BRIEF:
Pull from the data below each line where the word "level" occurs, and copy it.

Saved entries:
◆ ◆ ◆ ◆ ◆ ◆ ◆

//! Callback identifier generation.

use std::sync::atomic::{AtomicU64, Ordering};
use std::time::{SystemTime, UNIX_EPOCH};

/// Allocates callback ids unique within one engine instance.
///
/// Ids combine a monotonically increasing counter with a unix-millis
/// component, so even rapid bursts within the same millisecond cannot
/// collide. No ordering semantics beyond uniqueness are guaranteed, and ids
/// from different engine instances may overlap.
pub(crate) struct CallbackIdGenerator {
    counter: AtomicU64,
}

impl CallbackIdGenerator {
    pub(crate) fn new() -> Self {
        Self {
            counter: AtomicU64::new(0),
        }
    }

    pub(crate) fn next_id(&self) -> String {
        let seq = self.counter.fetch_add(1, Ordering::Relaxed) + 1;
        format!("callback_{}_{}", now_millis(), seq)
    }
}

fn now_millis() -> u64 {
    SystemTime::now()
        .duration_since(UNIX_EPOCH)
        .map(|elapsed| elapsed.as_millis() as u64)
        .unwrap_or(0)
}
//! Explicit wiring between a host application and the engine's inbound
//! entry points.

use tbridge_engine::Bridge;
use tbridge_traits::InboundMessage;

/// The two entry points a host must invoke to deliver messages into the
/// engine.
///
/// Host glue code receives a binding by explicit injection and forwards
/// transport deliveries through it; the engine itself is never attached to
/// any ambient global object.
#[derive(Clone)]
pub struct HostBinding {
    bridge: Bridge,
}

impl HostBinding {
    pub fn new(bridge: Bridge) -> Self {
        Self { bridge }
    }

    /// The engine this binding feeds.
    pub fn bridge(&self) -> &Bridge {
        &self.bridge
    }

    /// Deliver a host response for a previously issued call.
    pub fn on_native_callback(&self, msg: InboundMessage) {
        self.bridge.on_native_callback(msg);
    }

    /// Deliver a host-initiated call, structured form.
    pub fn on_call_from_native(&self, msg: InboundMessage) {
        self.bridge.on_call_from_native(msg);
    }

    /// Deliver a host-initiated call, raw JSON form. Malformed strings are
    /// dropped silently.
    pub fn on_call_from_native_json(&self, raw: &str) {
        self.bridge.on_call_from_native_json(raw);
    }
}
//! # Host Bridge Interfaces
//!
//! Contract between the call-correlation engine and platform-specific host
//! transports.
//!
//! ## Overview
//!
//! A script runtime and the native application embedding it can only exchange
//! one-way, fire-and-forget messages. This crate defines everything both
//! sides of that channel agree on:
//!
//! - [`OutboundMessage`](message::OutboundMessage) /
//!   [`InboundMessage`](message::InboundMessage) - the wire-level shapes
//! - [`NativeCallSurface`](transport::NativeCallSurface) /
//!   [`MessageHandlerSurface`](transport::MessageHandlerSurface) - the
//!   outbound transports a host may attach
//! - [`HostEnvironment`](platform::HostEnvironment) - what the engine can
//!   observe about its hosting environment, queried freshly per send
//! - [`ResponseTransformer`](handler::ResponseTransformer) /
//!   [`InboundCallHandler`](handler::InboundCallHandler) - pluggable hooks
//! - [`BridgeError`](error::BridgeError) - the failure taxonomy delivered
//!   through a call's resolution channel
//!
//! ## Thread Safety
//!
//! All traits require `Send + Sync` so implementations can be shared freely
//! across async tasks.

pub mod error;
pub mod handler;
pub mod message;
pub mod platform;
pub mod transport;

pub use error::{BridgeError, Result};

// Re-export commonly used types
pub use handler::{InboundCallHandler, ResponseTransformer};
pub use message::{InboundMessage, OutboundMessage, Params};
pub use platform::{HeadlessEnvironment, HostEnvironment, Platform};
pub use transport::{MessageHandlerSurface, NativeCallSurface};
//! Inbound paths: response resolution for pending calls and dispatch of
//! host-initiated calls.

use serde_json::Value;
use tracing::debug;

use tbridge_traits::{BridgeError, InboundMessage, Result};

use crate::bridge::Bridge;

impl Bridge {
    /// Resolve a pending call from a host response.
    ///
    /// Entry point the host transport invokes for the forward direction.
    /// Messages without a callback id, or whose id is unknown or already
    /// settled, are ignored: stray and redelivered host messages have no
    /// observable effect.
    pub fn on_native_callback(&self, msg: InboundMessage) {
        let Some(callback_id) = msg.callback_id else {
            debug!("inbound callback without a callback id, ignoring");
            return;
        };
        // Remove before resolving, so a redelivery of the same response
        // finds no entry and resolution stays at-most-once.
        let Some(entry) = self.take_pending(&callback_id) else {
            debug!(callback_id = %callback_id, "callback for unknown or settled call, ignoring");
            return;
        };
        entry.complete(self.resolve_payload(msg.params));
    }

    /// Route a host-initiated call to the registered handler, if any.
    ///
    /// Calls arriving while no handler is registered are dropped, not
    /// queued; messages without a method name are ignored.
    pub fn on_call_from_native(&self, msg: InboundMessage) {
        let Some(method) = msg.method else {
            return;
        };
        let Some(handler) = self.call_handler() else {
            debug!(method = %method, "host call with no registered handler, dropping");
            return;
        };
        handler.on_call(&method, msg.params.as_ref());
    }

    /// Raw-string form of [`Bridge::on_call_from_native`].
    ///
    /// Malformed JSON is discarded silently: the host did not originate a
    /// traceable request, so there is no caller to notify.
    pub fn on_call_from_native_json(&self, raw: &str) {
        match serde_json::from_str::<InboundMessage>(raw) {
            Ok(msg) => self.on_call_from_native(msg),
            Err(err) => debug!(error = %err, "discarding malformed inbound call"),
        }
    }

    /// Compute the value a matched call resolves with: transform stage
    /// first, then the best-effort reparse stage.
    fn resolve_payload(&self, params: Option<Value>) -> Result<Value> {
        let value = match (self.response_transformer(), params) {
            (Some(transformer), Some(params)) => {
                transformer.transform(params).map_err(BridgeError::Transform)?
            }
            (_, params) => params.unwrap_or(Value::Null),
        };
        Ok(reparse_string_payload(value))
    }
}

/// Hosts frequently double-encode structured payloads as JSON strings.
/// Parse those back when the encoded value is structured; primitives and
/// non-JSON strings pass through as the original string.
fn reparse_string_payload(value: Value) -> Value {
    let Value::String(raw) = value else {
        return value;
    };
    match serde_json::from_str::<Value>(&raw) {
        Ok(parsed) if parsed.is_object() || parsed.is_array() => parsed,
        _ => Value::String(raw),
    }
}

#[cfg(test)]
mod tests {
    use super::*;
    use serde_json::json;

    #[test]
    fn reparse_recovers_encoded_objects_and_arrays() {
        assert_eq!(
            reparse_string_payload(json!(r#"{"a":1}"#)),
            json!({"a": 1})
        );
        assert_eq!(reparse_string_payload(json!("[1,2]")), json!([1, 2]));
    }

    #[test]
    fn reparse_keeps_primitive_encodings_as_strings() {
        assert_eq!(reparse_string_payload(json!("42")), json!("42"));
        assert_eq!(reparse_string_payload(json!("true")), json!("true"));
        assert_eq!(reparse_string_payload(json!("null")), json!("null"));
    }

    #[test]
    fn reparse_keeps_non_json_strings() {
        assert_eq!(reparse_string_payload(json!("plain text")), json!("plain text"));
    }

    #[test]
    fn reparse_passes_structured_values_through() {
        assert_eq!(reparse_string_payload(json!({"a": 1})), json!({"a": 1}));
        assert_eq!(reparse_string_payload(Value::Null), Value::Null);
    }
}
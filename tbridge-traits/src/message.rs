//! Wire-level message shapes shared by both directions of the bridge.
//!
//! Both directions use the same JSON object layout:
//! `{ "method"?: string, "params"?: object, "callbackId"?: string }`.
//! Unknown additional fields are tolerated and ignored.

use serde::{Deserialize, Serialize};
use serde_json::{Map, Value};

/// Flat key-value parameter mapping carried by bridge messages.
///
/// No schema is enforced here; validating parameter contents is a host
/// concern.
pub type Params = Map<String, Value>;

/// Message travelling from script to host.
///
/// Immutable once constructed. The serialized form depends on the target
/// transport: the native call surface receives the params as a JSON string,
/// the message handler receives the structured message.
#[derive(Debug, Clone, PartialEq, Serialize, Deserialize)]
#[serde(rename_all = "camelCase")]
pub struct OutboundMessage {
    pub method: String,
    #[serde(default, skip_serializing_if = "Option::is_none")]
    pub params: Option<Params>,
    pub callback_id: String,
}

/// Message travelling from host to script.
///
/// Covers both response deliveries (carrying a `callbackId`) and
/// host-initiated calls (carrying a `method`). Hosts may deliver it as an
/// already-structured value or as a raw JSON string.
#[derive(Debug, Clone, Default, PartialEq, Serialize, Deserialize)]
#[serde(rename_all = "camelCase")]
pub struct InboundMessage {
    #[serde(default, skip_serializing_if = "Option::is_none")]
    pub method: Option<String>,
    #[serde(default, skip_serializing_if = "Option::is_none")]
    pub params: Option<Value>,
    #[serde(default, skip_serializing_if = "Option::is_none")]
    pub callback_id: Option<String>,
}

impl InboundMessage {
    /// Response delivery for a previously issued call.
    pub fn callback(callback_id: impl Into<String>, params: Option<Value>) -> Self {
        Self {
            method: None,
            params,
            callback_id: Some(callback_id.into()),
        }
    }

    /// Host-initiated call into script-side logic.
    pub fn call(method: impl Into<String>, params: Option<Value>) -> Self {
        Self {
            method: Some(method.into()),
            params,
            callback_id: None,
        }
    }
}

◆ ◆ ◆ ◆ ◆ ◆ ◆

EXERCISE SOLUTION:
//!   [`InboundMessage`](message::InboundMessage) - the wire-level shapes
//! Wire-level message shapes shared by both directions of the bridge.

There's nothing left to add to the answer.